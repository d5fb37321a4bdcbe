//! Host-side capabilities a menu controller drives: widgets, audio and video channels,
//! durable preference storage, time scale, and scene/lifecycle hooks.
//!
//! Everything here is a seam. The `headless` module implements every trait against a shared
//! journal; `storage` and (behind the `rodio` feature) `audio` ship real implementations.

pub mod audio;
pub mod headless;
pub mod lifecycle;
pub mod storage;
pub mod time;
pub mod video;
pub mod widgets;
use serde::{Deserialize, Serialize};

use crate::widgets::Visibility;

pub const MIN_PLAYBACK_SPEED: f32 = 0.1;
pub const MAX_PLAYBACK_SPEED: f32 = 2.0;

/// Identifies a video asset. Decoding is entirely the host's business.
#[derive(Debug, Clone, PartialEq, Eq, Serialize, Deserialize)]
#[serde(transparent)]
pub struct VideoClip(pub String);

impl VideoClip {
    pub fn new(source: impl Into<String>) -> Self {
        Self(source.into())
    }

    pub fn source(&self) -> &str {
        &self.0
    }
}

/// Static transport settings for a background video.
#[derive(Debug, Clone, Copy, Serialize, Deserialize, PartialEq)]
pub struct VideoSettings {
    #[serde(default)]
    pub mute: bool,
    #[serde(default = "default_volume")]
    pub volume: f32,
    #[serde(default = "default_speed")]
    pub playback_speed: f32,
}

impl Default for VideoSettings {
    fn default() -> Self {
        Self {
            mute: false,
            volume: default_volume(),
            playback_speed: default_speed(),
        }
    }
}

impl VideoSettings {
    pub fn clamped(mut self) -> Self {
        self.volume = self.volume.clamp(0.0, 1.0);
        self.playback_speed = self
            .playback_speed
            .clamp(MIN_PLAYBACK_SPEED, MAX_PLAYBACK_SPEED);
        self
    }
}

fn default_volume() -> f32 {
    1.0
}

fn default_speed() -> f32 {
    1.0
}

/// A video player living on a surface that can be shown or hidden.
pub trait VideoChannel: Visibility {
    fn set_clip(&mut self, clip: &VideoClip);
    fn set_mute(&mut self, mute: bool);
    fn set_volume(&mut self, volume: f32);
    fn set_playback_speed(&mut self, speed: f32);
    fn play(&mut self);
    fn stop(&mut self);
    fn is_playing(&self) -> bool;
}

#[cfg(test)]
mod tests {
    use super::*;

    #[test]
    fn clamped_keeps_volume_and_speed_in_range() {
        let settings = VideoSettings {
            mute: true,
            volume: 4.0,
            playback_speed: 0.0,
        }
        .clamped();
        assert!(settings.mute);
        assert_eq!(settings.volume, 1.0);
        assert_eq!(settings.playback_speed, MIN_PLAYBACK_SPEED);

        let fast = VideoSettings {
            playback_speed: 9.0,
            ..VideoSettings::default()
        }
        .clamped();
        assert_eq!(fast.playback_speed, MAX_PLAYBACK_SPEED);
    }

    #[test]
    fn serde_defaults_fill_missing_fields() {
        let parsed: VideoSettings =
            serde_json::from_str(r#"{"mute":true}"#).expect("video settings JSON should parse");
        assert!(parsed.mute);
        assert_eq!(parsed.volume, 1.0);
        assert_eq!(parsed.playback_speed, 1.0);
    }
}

========================

→ Problem: Go through the records and count every line with the word "Visibility"; the answer is the number alone.

→ Exercise result: 2